T是窮苦學生出身,父親早逝,母親又有殘疾,全靠他的姊姊做幫傭養大。他姊姊的東家是做出入口中藥材生意的,東家見他姊姊可靠,又憐憫他們的家境,提供兩個房間給他們姊弟倆免費住宿。T有點極端,常常問我為何同人不同命,他家少東和他年齡相仿,又蠢又懶,卻錦衣玉食,他則要寄人籬下受人白眼,因此,他非常痛恨有錢人家。
南越淪陷後,他以為可翻身當家作主了。他在CKU高中任教時,全校教職中,他總是第一個積極響應新政權的政策,加上他的家庭背景,很快就被結納為共青團員。

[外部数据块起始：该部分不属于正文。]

use std::fmt::Debug;

use chrono::{DateTime, Duration, Utc};
use log::*;
use pw_common::Yen;

use crate::{
    db_types::{
        ItemId,
        NewWatch,
        NotificationKind,
        UserId,
        Watch,
        WatchAuditEntry,
        WatchId,
        WatchStatus,
        WatchTransition,
        DEFAULT_WATCH_LIFETIME_DAYS,
        MAX_WATCH_LIFETIME_DAYS,
    },
    pw_api::{errors::WatchApiError, retry::CallPolicy, watch_objects::ArmWatchRequest},
    traits::{
        AuditLog,
        AuthorizationOutcome,
        Catalog,
        NotificationSink,
        PaymentGateway,
        PaymentInstrument,
        UserDirectory,
        WatchManagement,
    },
};

/// `WatchFlowApi` is the buyer-facing API: pre-authorize, arm, inspect and cancel watches.
pub struct WatchFlowApi<B, C, U, G, N> {
    db: B,
    catalog: C,
    users: U,
    gateway: G,
    notifier: N,
    policy: CallPolicy,
}

impl<B, C, U, G, N> Debug for WatchFlowApi<B, C, U, G, N> {
    fn fmt(&self, f: &mut std::fmt::Formatter<'_>) -> std::fmt::Result {
        write!(f, "WatchFlowApi")
    }
}

impl<B, C, U, G, N> WatchFlowApi<B, C, U, G, N> {
    pub fn new(db: B, catalog: C, users: U, gateway: G, notifier: N, policy: CallPolicy) -> Self {
        Self { db, catalog, users, gateway, notifier, policy }
    }

    pub fn db(&self) -> &B {
        &self.db
    }
}

impl<B, C, U, G, N> WatchFlowApi<B, C, U, G, N>
where
    B: WatchManagement + AuditLog,
    C: Catalog,
    U: UserDirectory,
    G: PaymentGateway,
    N: NotificationSink,
{
    /// Asks the gate to hold `amount`. A decline comes back as `authorized == false`; only an unreachable gate is an
    /// error.
    pub async fn authorize_payment(
        &self,
        instrument: &PaymentInstrument,
        amount: Yen,
    ) -> Result<AuthorizationOutcome, WatchApiError> {
        let outcome = self.policy.with_timeout(self.gateway.authorize(instrument, amount)).await?;
        Ok(outcome)
    }

    /// Arms a new watch for `buyer`.
    ///
    /// The request is validated in full before anything is written. When `use_registered_address` is set, the
    /// buyer's current profile address is copied onto the watch. The buyer is notified, but a failed notification
    /// does not fail the call.
    pub async fn arm(&self, buyer: UserId, request: ArmWatchRequest) -> Result<Watch, WatchApiError> {
        self.arm_at(buyer, request, Utc::now()).await
    }

    pub async fn arm_at(
        &self,
        buyer: UserId,
        request: ArmWatchRequest,
        now: DateTime<Utc>,
    ) -> Result<Watch, WatchApiError> {
        if !request.max_price.is_positive() {
            return Err(WatchApiError::ValidationError("max_price must be greater than zero".into()));
        }
        let payment = request
            .payment
            .clone()
            .ok_or_else(|| WatchApiError::ValidationError("a payment authorization is required".into()))?;
        if payment.payment_method_ref.is_empty() || payment.auth_token_ref.is_empty() {
            return Err(WatchApiError::ValidationError("the payment authorization is incomplete".into()));
        }
        if payment.expires_at <= now {
            return Err(WatchApiError::ValidationError("the payment authorization has expired".into()));
        }
        if payment.authorized_amount < request.max_price {
            return Err(WatchApiError::ValidationError(format!(
                "authorized amount {} is below the ceiling {}",
                payment.authorized_amount, request.max_price
            )));
        }
        let lifetime_days = request.expires_in_days.unwrap_or(DEFAULT_WATCH_LIFETIME_DAYS);
        if !(1..=MAX_WATCH_LIFETIME_DAYS).contains(&lifetime_days) {
            return Err(WatchApiError::ValidationError(format!(
                "expires_in_days must be between 1 and {MAX_WATCH_LIFETIME_DAYS}"
            )));
        }
        let expires_at = now
            .checked_add_signed(Duration::days(lifetime_days))
            .ok_or_else(|| WatchApiError::ValidationError("expires_in_days is out of range".into()))?;

        let item = self
            .policy
            .with_timeout(self.catalog.fetch_item(request.item_id))
            .await?
            .ok_or_else(|| WatchApiError::NotFound(request.item_id.to_string()))?;
        if item.seller_id == buyer {
            return Err(WatchApiError::ValidationError("you cannot watch your own item".into()));
        }
        if !item.purchasable() {
            return Err(WatchApiError::ValidationError(format!("{} is {} and cannot be bought", item.id, item.status)));
        }

        let recipient = if request.use_registered_address {
            let profile = self
                .policy
                .with_timeout(self.users.fetch_user(buyer))
                .await?
                .ok_or_else(|| WatchApiError::NotFound(buyer.to_string()))?;
            let address = profile.address();
            let missing = address.missing_fields();
            if !missing.is_empty() {
                return Err(WatchApiError::ValidationError(format!(
                    "registered address is incomplete: missing {}",
                    missing.join(", ")
                )));
            }
            address
        } else {
            let address = request.recipient.clone().ok_or_else(|| {
                WatchApiError::ValidationError("a delivery address is required when not using the registered one".into())
            })?;
            let missing = address.missing_fields();
            if !missing.is_empty() {
                return Err(WatchApiError::ValidationError(format!(
                    "delivery address is incomplete: missing {}",
                    missing.join(", ")
                )));
            }
            address
        };

        let new_watch = NewWatch {
            buyer_id: buyer,
            item_id: item.id,
            max_price: request.max_price,
            payment,
            use_registered_address: request.use_registered_address,
            recipient,
            delivery_time_slot: request.delivery_time_slot,
            expires_at,
            created_at: now,
        };
        let watch = self.policy.with_timeout(self.db.insert_watch(new_watch)).await?;
        info!("👀️ {buyer} armed {} on \"{}\" at {}", watch.id, item.title, watch.max_price);
        let body = format!("We will buy \"{}\" for you once it drops to {} or less.", item.title, watch.max_price);
        self.notify(buyer, NotificationKind::AutoPurchaseWatchCreated, "Price watch armed", &body).await;
        Ok(watch)
    }

    /// Fetches a watch. Only its owner may see it.
    pub async fn watch(&self, id: WatchId, buyer: UserId) -> Result<Watch, WatchApiError> {
        let watch = self
            .policy
            .with_timeout(self.db.fetch_watch(id))
            .await?
            .ok_or_else(|| WatchApiError::NotFound(id.to_string()))?;
        if watch.buyer_id != buyer {
            return Err(WatchApiError::AuthorizationError(format!("{id} does not belong to {buyer}")));
        }
        Ok(watch)
    }

    pub async fn watches_for_buyer(&self, buyer: UserId) -> Result<Vec<Watch>, WatchApiError> {
        Ok(self.policy.with_timeout(self.db.fetch_watches_for_buyer(buyer)).await?)
    }

    pub async fn active_watches_for_item(&self, item: ItemId) -> Result<Vec<Watch>, WatchApiError> {
        Ok(self.policy.with_timeout(self.db.fetch_active_watches_for_item(item)).await?)
    }

    pub async fn eligible_watches(&self, now: DateTime<Utc>) -> Result<Vec<Watch>, WatchApiError> {
        Ok(self.policy.with_timeout(self.db.fetch_eligible_watches(now)).await?)
    }

    /// The audit trail of a watch, oldest first. This is where a buyer finds out why a purchase did not happen.
    pub async fn history(&self, id: WatchId, buyer: UserId) -> Result<Vec<WatchAuditEntry>, WatchApiError> {
        let watch = self.watch(id, buyer).await?;
        Ok(self.policy.with_timeout(self.db.fetch_audit_entries(watch.id)).await?)
    }

    /// Cancels an active watch.
    ///
    /// If a scan cycle holds the watch's lease at this moment, the cancellation loses and a `ConflictError` is
    /// returned; the claim in progress decides the watch's fate.
    pub async fn cancel(&self, id: WatchId, buyer: UserId) -> Result<Watch, WatchApiError> {
        self.cancel_at(id, buyer, Utc::now()).await
    }

    pub async fn cancel_at(&self, id: WatchId, buyer: UserId, now: DateTime<Utc>) -> Result<Watch, WatchApiError> {
        let watch = self.watch(id, buyer).await?;
        if watch.status != WatchStatus::Active {
            return Err(WatchApiError::StateError(format!("{id} is already {}", watch.status)));
        }
        if watch.is_leased(now) {
            return Err(WatchApiError::ConflictError(format!("{id} is being purchased right now")));
        }
        let cancelled = self
            .policy
            .with_timeout(self.db.transition_watch(id, WatchStatus::Active, WatchTransition::cancel(now)))
            .await?;
        info!("👀️ {buyer} cancelled {id}");
        let body = format!("Your price watch on {} has been cancelled.", cancelled.item_id);
        self.notify(buyer, NotificationKind::AutoPurchaseWatchCancelled, "Price watch cancelled", &body).await;
        Ok(cancelled)
    }

    async fn notify(&self, user: UserId, kind: NotificationKind, title: &str, body: &str) {
        let notifier = &self.notifier;
        if let Err(e) = self.policy.with_retry("👀️ Notification", || notifier.notify(user, kind, title, body)).await {
            warn!("👀️ Could not send {kind} notification to {user}: {e}");
        }
    }
}
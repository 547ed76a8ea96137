mod cucumber;

use ::cucumber::{codegen::LocalBoxFuture, event::ScenarioFinished, gherkin, writer, World};
use futures_util::FutureExt;
use log::*;
use sqlx::{migrate::MigrateDatabase, Sqlite};
use tokio::runtime::Runtime;

use crate::cucumber::PriceWatchWorld;

fn main() {
    dotenvy::from_filename(".env.test").ok();
    env_logger::init();
    let sys = Runtime::new().unwrap();
    sys.block_on(
        PriceWatchWorld::cucumber()
            .with_writer(writer::Libtest::or_basic())
            .after(|_f, _r, scenario, ev, w| post_test_hook(scenario, ev, w))
            .run("tests/features"),
    );
    info!("🚀️ Tests complete");
}

fn post_test_hook<'a>(
    scenario: &'a gherkin::Scenario,
    ev: &'a ScenarioFinished,
    world: Option<&'a mut PriceWatchWorld>,
) -> LocalBoxFuture<'a, ()> {
    let fut = async move {
        trace!("🚀️ After-scenario hook running for \"{}\"", scenario.name);
        if let Some(PriceWatchWorld { system: Some(sys) }) = world {
            let db_path = sys.db_path.clone();
            match ev {
                ScenarioFinished::StepFailed(_, _, _) | ScenarioFinished::StepSkipped => {
                    error!("🚀️ Error in scenario, database retained: {db_path}");
                },
                ScenarioFinished::StepPassed => {
                    debug!("🚀️ Scenario complete, removing database: {db_path}");
                    sys.db.pool().close().await;
                    if let Err(e) = Sqlite::drop_database(&db_path).await {
                        error!("🚀️ Failed to drop database {db_path}: {e}");
                    }
                },
                _ => trace!("🚀️ Unhandled event: {ev:?}"),
            }
        } else {
            warn!("🚀️ World was not specified. Cannot cleanup database.");
        }
        trace!("🚀️ After-scenario hook complete");
    };
    fut.boxed_local()
}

那些年,新政權發動了幾次驚天動地的運動,如集中勞動改造舊政權軍政人員的X一運動、清算資產階級的X二運動、改造工商業的X三運動。一九七八年,新政權把越南當時的經濟困境歸咎於各華人商家、工廠,甚至小販,嚴厲指示必須把這些人的財產沒收剝奪,趕去新經濟區生產。
一九七八年三月二十三日,所有華人商店、工廠,不論大小,全被封查清算,每一地點至少要由三個互不認識的人負責看守。幾天後,CKY高中的一千多個學生舉行集會,擁護改造工商業運動,裡面有一個學生居然和父母公開作對,把父母辛辛苦苦賺來的錢、貨物和收藏黃金的地點一一舉報,她宣稱,她要和父母這種剝削人民的階級脫離關係。T是她的老師,也參與這運動,他熟悉他姊姊的東家,雖然一直得到東家的資助,還住在他們家,T竟然不惜和姊姊翻臉,不手軟舉報他們。
一九七八年年尾,中越關係緊張,T是活躍分子,卻因華人背景,在半夜被祕密抓捕,禁在志和監獄,後來又轉到別的監獄,沒經過法院宣判罪狀,一禁就是八年。他姊姊當年隨著東家偷渡,來到美國。
T出獄後,他姊姊安排擔保他移民來美居住。T入獄前身體健碩,由於在獄中的種種煎熬,磨壞了身子,來美後,體康一天不如一天,現在他幾乎臥床不起。他對自己年輕時的荒唐經歷非常愧疚,就像是一場噩夢,當夢醒時,卻已經太遲。
聽了T的太太的陳述後,我五味雜陳。這是誰的錯?T不知是太耿直、太偏激、太魯莽,還是太天真?其實政治就是一場騙局,T只不過是那個年代千千萬萬被騙的受害者之一罷了。